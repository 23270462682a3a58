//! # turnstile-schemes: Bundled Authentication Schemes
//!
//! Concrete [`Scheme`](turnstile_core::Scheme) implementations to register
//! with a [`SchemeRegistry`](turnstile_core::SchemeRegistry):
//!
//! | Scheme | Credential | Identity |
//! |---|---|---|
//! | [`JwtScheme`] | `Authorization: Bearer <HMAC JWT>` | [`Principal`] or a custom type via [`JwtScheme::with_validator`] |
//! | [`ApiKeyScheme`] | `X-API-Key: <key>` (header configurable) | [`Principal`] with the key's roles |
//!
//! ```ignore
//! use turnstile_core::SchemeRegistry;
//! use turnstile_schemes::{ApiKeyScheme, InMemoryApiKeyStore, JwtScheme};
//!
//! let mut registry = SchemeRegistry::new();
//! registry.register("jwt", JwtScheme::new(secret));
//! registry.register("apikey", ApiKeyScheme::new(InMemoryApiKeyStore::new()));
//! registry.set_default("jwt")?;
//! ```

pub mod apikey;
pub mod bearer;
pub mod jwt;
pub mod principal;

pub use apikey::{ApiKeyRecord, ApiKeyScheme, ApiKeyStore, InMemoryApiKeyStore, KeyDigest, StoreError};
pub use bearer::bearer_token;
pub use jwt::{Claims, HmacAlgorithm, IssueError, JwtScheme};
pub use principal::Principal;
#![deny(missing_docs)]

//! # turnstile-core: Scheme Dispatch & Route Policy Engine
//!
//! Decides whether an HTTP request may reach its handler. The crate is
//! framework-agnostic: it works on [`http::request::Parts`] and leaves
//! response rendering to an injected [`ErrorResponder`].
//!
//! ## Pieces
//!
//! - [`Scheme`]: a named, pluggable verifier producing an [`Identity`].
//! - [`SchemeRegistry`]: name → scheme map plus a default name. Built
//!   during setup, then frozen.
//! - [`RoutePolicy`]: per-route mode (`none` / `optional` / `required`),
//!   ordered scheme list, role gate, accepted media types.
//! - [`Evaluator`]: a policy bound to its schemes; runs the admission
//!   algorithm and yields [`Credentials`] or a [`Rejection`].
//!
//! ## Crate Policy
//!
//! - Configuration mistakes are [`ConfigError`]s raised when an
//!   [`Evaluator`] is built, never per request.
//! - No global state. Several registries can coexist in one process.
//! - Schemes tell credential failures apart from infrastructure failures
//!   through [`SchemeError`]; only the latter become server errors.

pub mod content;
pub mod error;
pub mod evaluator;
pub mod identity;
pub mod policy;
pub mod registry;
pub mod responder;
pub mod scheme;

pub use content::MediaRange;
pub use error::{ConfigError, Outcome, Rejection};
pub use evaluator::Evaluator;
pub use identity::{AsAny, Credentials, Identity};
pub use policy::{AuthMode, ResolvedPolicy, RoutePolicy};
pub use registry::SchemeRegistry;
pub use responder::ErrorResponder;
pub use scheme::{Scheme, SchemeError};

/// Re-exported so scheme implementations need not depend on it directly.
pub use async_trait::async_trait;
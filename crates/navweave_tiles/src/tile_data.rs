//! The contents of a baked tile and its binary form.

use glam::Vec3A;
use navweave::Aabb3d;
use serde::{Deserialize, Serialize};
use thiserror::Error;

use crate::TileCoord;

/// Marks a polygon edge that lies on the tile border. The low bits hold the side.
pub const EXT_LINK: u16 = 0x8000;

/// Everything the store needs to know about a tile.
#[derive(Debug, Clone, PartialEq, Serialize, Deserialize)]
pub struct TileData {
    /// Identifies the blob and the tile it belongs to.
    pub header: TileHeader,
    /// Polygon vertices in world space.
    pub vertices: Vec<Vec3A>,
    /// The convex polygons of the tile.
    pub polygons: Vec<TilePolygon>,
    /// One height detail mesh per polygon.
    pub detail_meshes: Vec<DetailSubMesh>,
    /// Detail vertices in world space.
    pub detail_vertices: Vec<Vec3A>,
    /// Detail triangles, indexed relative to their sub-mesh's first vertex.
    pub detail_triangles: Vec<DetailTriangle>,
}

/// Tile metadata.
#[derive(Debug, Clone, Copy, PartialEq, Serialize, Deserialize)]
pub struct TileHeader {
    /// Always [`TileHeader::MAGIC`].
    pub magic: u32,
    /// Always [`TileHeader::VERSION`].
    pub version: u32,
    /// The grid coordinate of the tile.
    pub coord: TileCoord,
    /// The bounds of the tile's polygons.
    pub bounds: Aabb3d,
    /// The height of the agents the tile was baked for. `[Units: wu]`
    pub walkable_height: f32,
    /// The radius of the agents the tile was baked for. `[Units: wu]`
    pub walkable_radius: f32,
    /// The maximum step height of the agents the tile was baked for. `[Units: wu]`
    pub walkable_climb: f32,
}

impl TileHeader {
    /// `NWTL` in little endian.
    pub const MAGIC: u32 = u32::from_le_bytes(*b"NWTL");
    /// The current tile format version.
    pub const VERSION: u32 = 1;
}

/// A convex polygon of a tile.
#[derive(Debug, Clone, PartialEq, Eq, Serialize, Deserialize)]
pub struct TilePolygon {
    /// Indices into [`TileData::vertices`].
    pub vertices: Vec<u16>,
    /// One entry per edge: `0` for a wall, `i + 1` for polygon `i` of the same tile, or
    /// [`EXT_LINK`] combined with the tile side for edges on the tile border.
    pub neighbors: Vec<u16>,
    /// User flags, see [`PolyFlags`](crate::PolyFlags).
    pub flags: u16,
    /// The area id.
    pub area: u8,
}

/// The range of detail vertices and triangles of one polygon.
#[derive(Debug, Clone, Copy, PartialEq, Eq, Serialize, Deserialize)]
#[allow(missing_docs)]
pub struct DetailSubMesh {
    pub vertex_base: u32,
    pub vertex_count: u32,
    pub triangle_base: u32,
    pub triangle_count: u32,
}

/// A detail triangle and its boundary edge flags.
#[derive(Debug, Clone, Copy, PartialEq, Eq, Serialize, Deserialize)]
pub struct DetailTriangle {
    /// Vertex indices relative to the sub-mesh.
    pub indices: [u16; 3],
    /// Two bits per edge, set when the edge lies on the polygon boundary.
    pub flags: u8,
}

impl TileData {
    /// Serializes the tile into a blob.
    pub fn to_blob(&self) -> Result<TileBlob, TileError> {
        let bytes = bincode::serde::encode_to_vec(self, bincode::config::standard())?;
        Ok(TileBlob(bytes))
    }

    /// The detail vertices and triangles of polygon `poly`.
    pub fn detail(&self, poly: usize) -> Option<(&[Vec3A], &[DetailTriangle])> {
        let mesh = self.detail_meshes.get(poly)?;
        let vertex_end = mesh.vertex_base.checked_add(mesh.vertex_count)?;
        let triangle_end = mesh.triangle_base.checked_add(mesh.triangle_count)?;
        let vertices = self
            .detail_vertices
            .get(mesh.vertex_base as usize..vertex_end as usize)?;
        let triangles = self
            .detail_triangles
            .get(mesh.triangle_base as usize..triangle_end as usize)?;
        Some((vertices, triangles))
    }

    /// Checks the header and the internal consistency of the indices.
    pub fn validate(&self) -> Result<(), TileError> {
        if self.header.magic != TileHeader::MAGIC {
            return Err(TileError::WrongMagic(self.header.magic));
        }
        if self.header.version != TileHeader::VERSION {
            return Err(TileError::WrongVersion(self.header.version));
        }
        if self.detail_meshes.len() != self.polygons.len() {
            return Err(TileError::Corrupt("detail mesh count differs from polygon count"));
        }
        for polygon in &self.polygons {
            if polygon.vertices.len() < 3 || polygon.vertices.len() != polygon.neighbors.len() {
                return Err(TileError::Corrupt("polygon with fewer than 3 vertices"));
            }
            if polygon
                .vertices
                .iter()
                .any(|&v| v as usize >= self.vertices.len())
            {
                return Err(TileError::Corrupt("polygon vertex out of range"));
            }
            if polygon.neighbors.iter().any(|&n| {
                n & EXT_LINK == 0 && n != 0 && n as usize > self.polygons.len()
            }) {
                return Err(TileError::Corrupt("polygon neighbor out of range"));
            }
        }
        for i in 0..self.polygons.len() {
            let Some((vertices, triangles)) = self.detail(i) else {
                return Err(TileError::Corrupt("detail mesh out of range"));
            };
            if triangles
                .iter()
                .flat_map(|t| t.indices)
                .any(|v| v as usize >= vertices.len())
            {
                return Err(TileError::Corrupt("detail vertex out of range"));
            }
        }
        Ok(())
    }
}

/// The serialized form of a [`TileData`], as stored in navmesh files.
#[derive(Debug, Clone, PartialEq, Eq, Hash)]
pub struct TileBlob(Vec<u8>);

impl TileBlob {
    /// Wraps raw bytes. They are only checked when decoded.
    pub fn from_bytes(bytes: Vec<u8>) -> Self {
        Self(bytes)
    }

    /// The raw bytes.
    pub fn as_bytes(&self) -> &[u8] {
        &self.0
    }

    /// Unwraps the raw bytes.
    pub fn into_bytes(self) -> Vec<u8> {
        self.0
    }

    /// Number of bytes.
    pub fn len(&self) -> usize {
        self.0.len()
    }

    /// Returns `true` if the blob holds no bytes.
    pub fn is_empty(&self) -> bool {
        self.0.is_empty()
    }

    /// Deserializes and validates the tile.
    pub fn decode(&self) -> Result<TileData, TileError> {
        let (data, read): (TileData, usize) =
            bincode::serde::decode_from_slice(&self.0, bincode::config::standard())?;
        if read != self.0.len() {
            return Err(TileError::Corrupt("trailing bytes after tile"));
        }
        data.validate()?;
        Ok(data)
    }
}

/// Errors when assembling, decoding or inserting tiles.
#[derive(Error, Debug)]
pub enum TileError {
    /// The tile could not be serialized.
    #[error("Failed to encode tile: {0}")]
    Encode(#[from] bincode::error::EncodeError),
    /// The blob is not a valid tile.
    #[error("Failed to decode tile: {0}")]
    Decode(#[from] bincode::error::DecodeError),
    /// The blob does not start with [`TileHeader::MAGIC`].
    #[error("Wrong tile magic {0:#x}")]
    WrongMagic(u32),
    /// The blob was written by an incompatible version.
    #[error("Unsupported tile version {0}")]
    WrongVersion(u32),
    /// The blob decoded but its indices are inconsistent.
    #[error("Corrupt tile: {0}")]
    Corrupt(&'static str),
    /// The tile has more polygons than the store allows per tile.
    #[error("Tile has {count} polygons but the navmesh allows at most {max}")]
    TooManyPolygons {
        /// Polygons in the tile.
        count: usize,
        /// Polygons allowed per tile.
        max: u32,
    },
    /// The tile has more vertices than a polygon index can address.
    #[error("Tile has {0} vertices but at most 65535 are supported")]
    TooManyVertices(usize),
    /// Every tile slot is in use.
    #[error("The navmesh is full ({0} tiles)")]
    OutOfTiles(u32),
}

——————

• ACTIVITY
Above are some lines. Repeat exactly, and only, those from the line that has "pub struct TilePolygon" through the line that has "pub fn detail(&self, poly: usize)".

• SOLUTION TO THE PROBLEM
pub struct TilePolygon {
    /// Indices into [`TileData::vertices`].
    pub vertices: Vec<u16>,
    /// One entry per edge: `0` for a wall, `i + 1` for polygon `i` of the same tile, or
    /// [`EXT_LINK`] combined with the tile side for edges on the tile border.
    pub neighbors: Vec<u16>,
    /// User flags, see [`PolyFlags`](crate::PolyFlags).
    pub flags: u16,
    /// The area id.
    pub area: u8,
}

/// The range of detail vertices and triangles of one polygon.
#[derive(Debug, Clone, Copy, PartialEq, Eq, Serialize, Deserialize)]
#[allow(missing_docs)]
pub struct DetailSubMesh {
    pub vertex_base: u32,
    pub vertex_count: u32,
    pub triangle_base: u32,
    pub triangle_count: u32,
}

/// A detail triangle and its boundary edge flags.
#[derive(Debug, Clone, Copy, PartialEq, Eq, Serialize, Deserialize)]
pub struct DetailTriangle {
    /// Vertex indices relative to the sub-mesh.
    pub indices: [u16; 3],
    /// Two bits per edge, set when the edge lies on the polygon boundary.
    pub flags: u8,
}

impl TileData {
    /// Serializes the tile into a blob.
    pub fn to_blob(&self) -> Result<TileBlob, TileError> {
        let bytes = bincode::serde::encode_to_vec(self, bincode::config::standard())?;
        Ok(TileBlob(bytes))
    }

    /// The detail vertices and triangles of polygon `poly`.
    pub fn detail(&self, poly: usize) -> Option<(&[Vec3A], &[DetailTriangle])> {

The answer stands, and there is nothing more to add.